Dal 17 settembre 2025, l’INPS avvierà la seconda fase dell’accertamento dell’esistenza in vita per i pensionati residenti in Europa, Africa e Oceania, esclusi i Paesi scandinavi e dell’Est Europa, già inclusi nella prima fase di questo processo. Tale verifica è gestita da Citibank N.A. e riguarda i pensionati che devono attestare la propria esistenza in vita per continuare a ricevere i pagamenti della pensione.

I pensionati che non presenteranno la necessaria attestazione entro il 19 febbraio 2026, rischiano la sospensione del pagamento delle pensioni a partire dalla rata di marzo 2026. Per i pensionati che non forniscono l’attestazione in tempo utile, l’INPS prevede un pagamento in contante per la rata di febbraio 2026, attraverso le agenzie Western Union presenti nel loro Paese di residenza, se possibile.

Ci sono alcune esenzioni dall’obbligo di accertamento dell’esistenza in vita. Queste esenzioni riguardano i pensionati:

1. Residenti in Germania e Svizzera, i quali hanno già accordi telematici attivi.
2. La cui situazione pensionistica è oggetto di scambi telematici con la Caisse nationale d’assurance vieillesse (CNAV) della Francia.
3. Residenti in Belgio, che beneficiano di trattamenti pensionistici comuni con il Service fédéral des pensions (SFP).
4. Residenti in Australia, i cui dati sono in scambio telematico con il Centrelink australiano.
5. I cui dati sono soggetti a scambi telematici con le istituzioni previdenziali olandesi.
6. Pensionati che hanno già ritirato personalmente almeno una pensione con Western Union.
7. Pensionati con rate già sospese.

Il messaggio dell’INPS fornisce anche indicazioni su come i pensionati possono dimostrare la loro esistenza in vita e controllare lo stato delle pratiche relative alla pensione. Questo processo è fondamentale per garantire la regolarità e la sicurezza dei pagamenti pensionistici, impedendo potenziali frodi e garantendo che solamente i legittimi beneficiari ricevano le pensioni.
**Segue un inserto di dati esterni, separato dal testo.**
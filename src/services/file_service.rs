use crate::constants::SNIFF_BYTES;
use crate::error::{ConversionFailure, Error, Result};
use crate::transport::HttpResponse;
use bytes::Bytes;
use futures_util::StreamExt;
use std::path::{Path, PathBuf};
use tempfile::NamedTempFile;
use tokio::io::{AsyncReadExt, AsyncWriteExt};

/// What the workflow needs to know about the file being converted.
#[derive(Debug, Clone, PartialEq, Eq)]
pub struct InputFile {
    pub path: PathBuf,
    pub file_name: String,
    pub source_format: String,
    pub size: u64,
}

#[derive(Debug, Clone, Default)]
pub struct FileService;

impl FileService {
    pub fn new() -> Self {
        Self
    }

    /// Fails with [`Error::FileNotFound`] when nothing exists at `path`.
    pub async fn inspect_input(&self, path: &Path) -> Result<InputFile> {
        let metadata = match tokio::fs::metadata(path).await {
            Ok(metadata) => metadata,
            Err(e) if e.kind() == std::io::ErrorKind::NotFound => {
                return Err(Error::FileNotFound {
                    path: path.to_path_buf(),
                });
            }
            Err(e) => return Err(Error::Io(e)),
        };

        if !metadata.is_file() {
            return Err(Error::InvalidArgument(format!(
                "{} is not a file",
                path.display()
            )));
        }

        let file_name = path
            .file_name()
            .map(|name| name.to_string_lossy().to_string())
            .unwrap_or_default();

        let source_format = match extension_format(path) {
            Some(format) => format,
            None => self.sniff_format(path).await?.unwrap_or_default(),
        };

        Ok(InputFile {
            path: path.to_path_buf(),
            file_name,
            source_format,
            size: metadata.len(),
        })
    }

    pub async fn read_input(&self, input: &InputFile) -> Result<Bytes, ConversionFailure> {
        let data = tokio::fs::read(&input.path).await?;
        Ok(Bytes::from(data))
    }

    /// Streams a download into a temporary file beside `output_path` and
    /// renames it into place once every chunk is written. Returns the final
    /// size in bytes.
    pub async fn write_download(
        &self,
        response: HttpResponse,
        output_path: &Path,
    ) -> Result<u64, ConversionFailure> {
        let parent = match output_path.parent() {
            Some(parent) if !parent.as_os_str().is_empty() => parent.to_path_buf(),
            _ => PathBuf::from("."),
        };
        tokio::fs::create_dir_all(&parent).await?;

        let temp_file = NamedTempFile::new_in(&parent)?;
        let mut file = tokio::fs::File::from_std(temp_file.reopen()?);

        let mut body = response.body;
        let mut written = 0u64;
        while let Some(chunk) = body.next().await {
            let chunk = chunk?;
            file.write_all(&chunk).await?;
            written += chunk.len() as u64;
        }
        file.flush().await?;
        drop(file);

        temp_file
            .persist(output_path)
            .map_err(|e| ConversionFailure::from(e.error))?;

        tracing::debug!("Wrote {} bytes to {:?}", written, output_path);
        let metadata = tokio::fs::metadata(output_path).await?;
        Ok(metadata.len())
    }

    /// True when both paths name the same file, including through links or
    /// relative components once the output exists.
    pub async fn is_same_file(&self, a: &Path, b: &Path) -> bool {
        if a == b {
            return true;
        }
        match (
            tokio::fs::canonicalize(a).await,
            tokio::fs::canonicalize(b).await,
        ) {
            (Ok(a), Ok(b)) => a == b,
            _ => false,
        }
    }

    async fn sniff_format(&self, path: &Path) -> Result<Option<String>> {
        let mut file = tokio::fs::File::open(path).await?;
        let mut buffer = vec![0u8; SNIFF_BYTES];
        let mut filled = 0;
        loop {
            let read = file.read(&mut buffer[filled..]).await?;
            if read == 0 {
                break;
            }
            filled += read;
            if filled == buffer.len() {
                break;
            }
        }

        let detected = infer::get(&buffer[..filled]).map(|kind| kind.extension().to_string());
        match &detected {
            Some(format) => tracing::debug!("Detected {} content in {:?}", format, path),
            None => tracing::warn!("Could not determine the format of {:?}", path),
        }
        Ok(detected)
    }
}

fn extension_format(path: &Path) -> Option<String> {
    path.extension()
        .map(|ext| ext.to_string_lossy().to_lowercase())
        .filter(|ext| !ext.is_empty())
}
I pensionati coinvolti dovranno seguire le istruzioni dettagliate date dall’INPS per assicurarsi che non ci siano interruzioni nel pagamento delle loro pensioni. Coloro che rientrano nelle categorie esentate possono dormire sonni tranquilli, ma è importante che tutti i pensionati rimangano vigili e informati sulle scadenze e i requisiti richiesti. Le procedure di accertamento dell’esistenza in vita evidenziano l’importanza della verifica della continuità dello stato di diritto nella gestione delle pensioni.

È essenziale che i pensionati facciano attenzione a queste scadenze per evitare complicazioni future nel ricevere i loro pagamenti. Le modalità per presentare l’attestazione, così come il monitoraggio delle pratiche, saranno rese disponibili per garantire che i pensionati possano adempiere a questo obbligo senza difficoltà e mantenere il flusso delle loro pensioni in modo regolare.